• **Excerpted records**:

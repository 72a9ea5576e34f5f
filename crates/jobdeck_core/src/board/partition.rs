//! Stable partition of the flat record list into board columns.
//!
//! # Responsibility
//! - Compute the category -> ordered records mapping consumed by rendering.
//! - Provide lookup helpers used by the drag engine.
//!
//! # Invariants
//! - Every category in `Category::ALL` is present as a key, empty or not.
//! - Relative record order within a column matches the flat input order
//!   (stable partition).
//! - Column iteration follows `Category::ALL` declared order, never map or
//!   insertion order.

use crate::model::job::{Category, JobApplication, JobId};
use std::collections::BTreeMap;

/// Derived per-column view of the board.
///
/// The canonical instance is always recomputed from the store via
/// [`partition`]; during a drag gesture the session code mutates a preview
/// copy through the crate-internal helpers.
#[derive(Debug, Clone, Default, PartialEq)]
pub struct BoardSections {
    sections: BTreeMap<Category, Vec<JobApplication>>,
}

/// Splits `jobs` into per-category ordered sequences.
///
/// Pure and deterministic: calling it twice on the same input yields the
/// same output, and no input order information is lost within a column.
pub fn partition(jobs: &[JobApplication]) -> BoardSections {
    let mut sections: BTreeMap<Category, Vec<JobApplication>> = Category::ALL
        .iter()
        .map(|category| (*category, Vec::new()))
        .collect();

    for job in jobs {
        sections.entry(job.category).or_default().push(job.clone());
    }

    BoardSections { sections }
}

impl BoardSections {
    /// Ordered records currently shown in one column.
    pub fn section(&self, category: Category) -> &[JobApplication] {
        self.sections
            .get(&category)
            .map(Vec::as_slice)
            .unwrap_or(&[])
    }

    /// Columns in declared order with their record sequences.
    pub fn iter(&self) -> impl Iterator<Item = (Category, &[JobApplication])> + '_ {
        Category::ALL
            .into_iter()
            .map(move |category| (category, self.section(category)))
    }

    /// Finds the column and index currently holding the given record.
    pub fn locate(&self, id: JobId) -> Option<(Category, usize)> {
        for (category, jobs) in self.iter() {
            if let Some(index) = jobs.iter().position(|job| job.id == id) {
                return Some((category, index));
            }
        }
        None
    }

    /// Total records across all columns.
    pub fn job_count(&self) -> usize {
        self.sections.values().map(Vec::len).sum()
    }

    /// Record ids flattened in declared column order.
    ///
    /// This is the order written back to the flat store after a commit.
    pub fn flattened_ids(&self) -> Vec<JobId> {
        self.iter()
            .flat_map(|(_, jobs)| jobs.iter().map(|job| job.id))
            .collect()
    }

    /// Removes and returns a record from one column's sequence.
    pub(crate) fn take_job(&mut self, category: Category, id: JobId) -> Option<JobApplication> {
        let jobs = self.sections.get_mut(&category)?;
        let index = jobs.iter().position(|job| job.id == id)?;
        Some(jobs.remove(index))
    }

    /// Inserts a record into one column's sequence at the given index.
    ///
    /// The index is clamped to the sequence length.
    pub(crate) fn insert_job(&mut self, category: Category, index: usize, job: JobApplication) {
        let jobs = self.sections.entry(category).or_default();
        let index = index.min(jobs.len());
        jobs.insert(index, job);
    }

    /// Stable single-element reposition within one column.
    ///
    /// Removes the record at `from` and reinserts it at `to` (counted on the
    /// shortened sequence, clamped), shifting intermediate records by one.
    pub(crate) fn move_within(&mut self, category: Category, from: usize, to: usize) {
        let Some(jobs) = self.sections.get_mut(&category) else {
            return;
        };
        if from == to || from >= jobs.len() {
            return;
        }
        let job = jobs.remove(from);
        let to = to.min(jobs.len());
        jobs.insert(to, job);
    }
}

#[cfg(test)]
mod tests {
    use super::{partition, BoardSections};
    use crate::model::job::{Category, JobApplication};

    fn jobs_abc() -> Vec<JobApplication> {
        vec![
            JobApplication::new("A", Category::Applied),
            JobApplication::new("B", Category::Applied),
            JobApplication::new("C", Category::Applied),
        ]
    }

    #[test]
    fn empty_input_still_yields_every_column() {
        let sections = partition(&[]);
        for category in Category::ALL {
            assert!(sections.section(category).is_empty());
        }
        assert_eq!(sections.job_count(), 0);
    }

    #[test]
    fn move_within_matches_standard_array_move() {
        let jobs = jobs_abc();
        let ids: Vec<_> = jobs.iter().map(|job| job.id).collect();
        let mut sections = partition(&jobs);

        sections.move_within(Category::Applied, 0, 2);

        let moved: Vec<_> = sections
            .section(Category::Applied)
            .iter()
            .map(|job| job.id)
            .collect();
        assert_eq!(moved, vec![ids[1], ids[2], ids[0]]);
    }

    #[test]
    fn move_within_clamps_target_index() {
        let jobs = jobs_abc();
        let mut sections = partition(&jobs);
        sections.move_within(Category::Applied, 1, 99);
        assert_eq!(sections.section(Category::Applied).len(), 3);
    }

    #[test]
    fn default_sections_have_no_columns_but_safe_reads() {
        let sections = BoardSections::default();
        assert!(sections.section(Category::Decision).is_empty());
        assert_eq!(sections.locate(uuid::Uuid::new_v4()), None);
    }
}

• **Required work**:
Copy out the lines above word for word, stopping after the line containing "pub struct BoardSections".

• **Result**:
repository 72a9ea5576e34f5f
filename crates/jobdeck_core/src/board/partition.rs
//! Stable partition of the flat record list into board columns.
//!
//! # Responsibility
//! - Compute the category -> ordered records mapping consumed by rendering.
//! - Provide lookup helpers used by the drag engine.
//!
//! # Invariants
//! - Every category in `Category::ALL` is present as a key, empty or not.
//! - Relative record order within a column matches the flat input order
//!   (stable partition).
//! - Column iteration follows `Category::ALL` declared order, never map or
//!   insertion order.

use crate::model::job::{Category, JobApplication, JobId};
use std::collections::BTreeMap;

/// Derived per-column view of the board.
///
/// The canonical instance is always recomputed from the store via
/// [`partition`]; during a drag gesture the session code mutates a preview
/// copy through the crate-internal helpers.
#[derive(Debug, Clone, Default, PartialEq)]
pub struct BoardSections {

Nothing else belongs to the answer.